La décentralisation culturelle

rapport au ministre de la Culture et de la communication

par Jean-Michel Salaün

René Rizzardo

La documentation française, Paris, 1990. - 129 p.
ISBN 0981-3764

Le rapport de René Rizzardo, responsable de l'Observatoire des politiques culturelles à Grenoble, précise son ambition en tête de l'avertissement au lecteur : faut-il, pourquoi et comment, conduire une nouvelle étape de décentralisation culturelle ?

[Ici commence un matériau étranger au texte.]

//! `introductions`: introduction and title page rows for every collection.

use super::load_collection_ids;
use crate::config::Config;
use crate::lookup;
use anyhow::{Context, Result};
use rusqlite::{params, Connection};
use rustc_hash::FxHashMap;

const INTRODUCTION_DIR: &str = "documents/Redaktionella_texter/Inledningar";
const TITLE_PAGE_DIR: &str = "documents/Redaktionella_texter/Titelsidor";

pub fn introduction_path(name: &str) -> String {
    format!("{INTRODUCTION_DIR}/{name}_inl.xml")
}

pub fn title_page_path(name: &str) -> String {
    format!("{TITLE_PAGE_DIR}/{name}_tit.xml")
}

/// New collection id → file name base, from the `old id;name` list.
fn names_by_collection(config: &Config) -> Result<FxHashMap<i64, String>> {
    let collections = load_collection_ids(config)?;
    let mut names = FxHashMap::default();
    for (old, name) in lookup::read_pairs(&config.csv_path(lookup::INTRODUCTION_NAMES))? {
        let Ok(old_id) = old.parse::<i64>() else {
            eprintln!("Warning: bad collection id {:?} in {}", old, lookup::INTRODUCTION_NAMES);
            continue;
        };
        match collections.get(old_id) {
            Some(new_id) => {
                names.insert(new_id, name);
            }
            None => eprintln!("Warning: collection {} was not migrated", old_id),
        }
    }
    Ok(names)
}

/// Returns the number of collections updated.
pub fn run(target: &mut Connection, config: &Config) -> Result<usize> {
    let names = names_by_collection(config)?;
    let tx = target.transaction()?;
    let mut updated = 0;
    {
        let collections: Vec<(i64, Option<i64>)> = tx
            .prepare("SELECT id, published FROM publication_collection WHERE project_id = ?1 ORDER BY id")?
            .query_map([config.project_id], |r| Ok((r.get(0)?, r.get(1)?)))?
            .collect::<rusqlite::Result<_>>()?;

        let mut introduction = tx.prepare(
            "INSERT INTO publication_collection_introduction (published, original_filename) VALUES (?1, ?2)",
        )?;
        let mut title = tx.prepare(
            "INSERT INTO publication_collection_title (published, original_filename) VALUES (?1, ?2)",
        )?;
        let mut link = tx.prepare(
            "UPDATE publication_collection
             SET publication_collection_introduction_id = ?1, publication_collection_title_id = ?2
             WHERE id = ?3",
        )?;

        for (collection_id, published) in collections {
            let Some(name) = names.get(&collection_id) else {
                eprintln!("Warning: no file name for collection {}", collection_id);
                continue;
            };
            introduction.execute(params![published, introduction_path(name)])?;
            let introduction_id = tx.last_insert_rowid();
            title.execute(params![published, title_page_path(name)])?;
            let title_id = tx.last_insert_rowid();
            link.execute(params![introduction_id, title_id, collection_id])?;
            updated += 1;
        }
    }
    tx.commit().context("Failed to commit introductions")?;
    eprintln!("Introductions and title pages added to {} collections", updated);
    Ok(updated)
}
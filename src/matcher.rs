//! Publication filename matching.
//!
//! Two strategies: fuzzy title matching for collections whose files are named
//! after the publication, and exact signum matching for letters whose files
//! end in an identifier such as `Br42`.

use crate::fuzzy::{partial_ratio, MAX_SCORE};
use crate::normalize::{normalize_filename, normalize_name};
use crate::scan::CandidatePath;
use once_cell::sync::Lazy;
use regex::Regex;

/// Letter signum at the end of a file stem: two letters and 1-4 digits.
static SIGNUM: Lazy<Regex> = Lazy::new(|| Regex::new(r"[A-Za-z]{2}\d{1,4}$").unwrap());

/// Outcome of matching one publication against a candidate list.
#[derive(Clone, Debug, PartialEq, Eq)]
pub enum MatchResult {
    Found(CandidatePath),
    NotFound,
}

impl MatchResult {
    pub fn is_found(&self) -> bool {
        matches!(self, MatchResult::Found(_))
    }

    pub fn found(self) -> Option<CandidatePath> {
        match self {
            MatchResult::Found(c) => Some(c),
            MatchResult::NotFound => None,
        }
    }
}

impl From<Option<&CandidatePath>> for MatchResult {
    fn from(c: Option<&CandidatePath>) -> Self {
        c.cloned().map_or(MatchResult::NotFound, MatchResult::Found)
    }
}

/// Whether a normalized title key and a candidate stem are a name match.
pub fn is_name_match(title_key: &str, stem: &str) -> bool {
    partial_ratio(title_key, &normalize_filename(stem)) == MAX_SCORE
}

/// Match a title against candidate filenames; the first candidate (in the
/// given order) whose normalized stem scores 100 wins.
pub fn match_title(title: &str, candidates: &[CandidatePath]) -> MatchResult {
    let key = normalize_name(title);
    candidates
        .iter()
        .find(|c| is_name_match(&key, &c.stem))
        .into()
}

/// Signum token at the end of a stem, if any.
pub fn extract_signum(stem: &str) -> Option<&str> {
    SIGNUM.find(stem).map(|m| m.as_str())
}

/// Match a letter identifier against the signum token of each candidate.
/// Comparison is exact, so `Br42` never selects `Br420` or `Br7`.
pub fn match_by_signum(identifier: &str, candidates: &[CandidatePath]) -> MatchResult {
    let identifier = identifier.trim();
    if identifier.is_empty() {
        return MatchResult::NotFound;
    }
    candidates
        .iter()
        .find(|c| extract_signum(&c.stem) == Some(identifier))
        .into()
}

/// Candidates whose lowercased parent directory is a name match for the title.
pub fn filter_by_directory<'a>(
    title: &str,
    candidates: &'a [CandidatePath],
) -> Vec<&'a CandidatePath> {
    let key = normalize_name(title);
    candidates
        .iter()
        .filter(|c| partial_ratio(&key, &c.parent_dir.to_lowercase()) == MAX_SCORE)
        .collect()
}

#[cfg(test)]
mod tests {
    use super::*;
    use std::path::PathBuf;

    fn candidates(paths: &[&str]) -> Vec<CandidatePath> {
        paths
            .iter()
            .map(|p| CandidatePath::new(PathBuf::from(p)))
            .collect()
    }

    #[test]
    fn test_match_title_first_full_score_wins() {
        let list = candidates(&[
            "/svn/K/ljungblommor_andra_samlingen_komm.xml",
            "/svn/K/noveller_och_kortprosa.xml",
        ]);
        let result = match_title("Ljungblommor, andra samlingen", &list);
        assert_eq!(result, MatchResult::Found(list[0].clone()));
    }

    #[test]
    fn test_match_title_empty_list() {
        assert_eq!(match_title("Noveller", &[]), MatchResult::NotFound);
    }

    #[test]
    fn test_match_title_empty_title_never_matches() {
        let list = candidates(&["/svn/a.xml"]);
        assert_eq!(match_title("", &list), MatchResult::NotFound);
    }

    #[test]
    fn test_match_title_prefers_earlier_candidate() {
        let list = candidates(&["/svn/a/noveller_del_1.xml", "/svn/b/noveller.xml"]);
        let result = match_title("Noveller", &list).found().unwrap();
        assert_eq!(result.stem, "noveller_del_1");
    }

    #[test]
    fn test_match_title_editorial_prefix() {
        let list = candidates(&["/svn/K Vinterqvällar tg.xml"]);
        assert!(match_title("Vinterqvällar", &list).is_found());
    }

    #[test]
    fn test_match_title_rejects_near_miss() {
        let list = candidates(&["/svn/vintergvallar.xml"]);
        assert_eq!(match_title("Vinterqvällar", &list), MatchResult::NotFound);
    }

    #[test]
    fn test_match_by_signum_exact() {
        let list = candidates(&["/svn/Br/xx_Br420.xml", "/svn/Br/yy_Br7.xml", "/svn/Br/xx_Br42.xml"]);
        let result = match_by_signum("Br42", &list).found().unwrap();
        assert_eq!(result.stem, "xx_Br42");
    }

    #[test]
    fn test_match_by_signum_skips_stems_without_token() {
        let list = candidates(&["/svn/Br/register.xml", "/svn/Br/brev_Br7.xml"]);
        assert!(match_by_signum("Br7", &list).is_found());
        assert_eq!(match_by_signum("Br8", &list), MatchResult::NotFound);
        assert_eq!(match_by_signum("  ", &list), MatchResult::NotFound);
    }

    #[test]
    fn test_extract_signum() {
        assert_eq!(extract_signum("brev_komm_Br42"), Some("Br42"));
        assert_eq!(extract_signum("Fo12"), Some("Fo12"));
        assert_eq!(extract_signum("Br12345"), None);
        assert_eq!(extract_signum("Br42_kopia"), None);
    }

    #[test]
    fn test_filter_by_directory() {
        let list = candidates(&[
            "/svn/Varianter/Sampo_Lappelill/a.xml",
            "/svn/Varianter/Sampo_Lappelill/b.xml",
            "/svn/Varianter/Bjornjagarens_barn/c.xml",
        ]);
        let hits = filter_by_directory("Sampo Lappelill", &list);
        assert_eq!(hits.len(), 2);
        assert!(hits.iter().all(|c| c.parent_dir == "Sampo_Lappelill"));
    }
}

A côté des questions primordiales

Vaste et passionnante question pour laquelle l'auteur a visiblement préféré une réponse pragmatique, un réajustement, plutôt qu'une redéfinition ou un nouvel élan, malgré quelques effets rhétoriques. Prudence vis-à-vis des rivalités partisanes, inter-régionales ou encore centre-périphérie ? Volonté de l'auteur, très impliqué dans le processus, de privilégier les négociations plutôt que la transparence ? Ou tout simplement manque de moyens pour réaliser une véritable étude ? L'enquête semble ici s'être réduite à quelques entretiens avec des responsables culturels régionaux. Le lecteur reste sur sa faim, et le rapport semble prouver a contrario combien la décentralisation a du chemin à faire dans la tête d'un ministère qui ne fait même pas l'effort d'aller voir sur place. Qu'on en juge : le chapitre intitulé « Bilan de la décentralisation culturelle et conditions du développement culturel dans les régions » tient en 26 pages (25 pour le bilan et une pour les conditions du développement...) ! Dès lors, il ne faut pas s'attendre à un tour d'horizon géographique, sectoriel ou institutionnel complet. A l'évidence, la dernière approche, correspondant le mieux à la commande, a été privilégiée. Le rapporteur a tenté de faire ressortir les points qui lui semblaient essentiels dans le partage entre les responsabilités de l'Etat et des différentes instances territoriales, mais faute d'éléments d'enquête objectifs, il est à prévoir que chaque corps professionnel ou chaque structure ou encore chaque particularisme local pourra lui reprocher de passer à côté de questions pour lui primordiales.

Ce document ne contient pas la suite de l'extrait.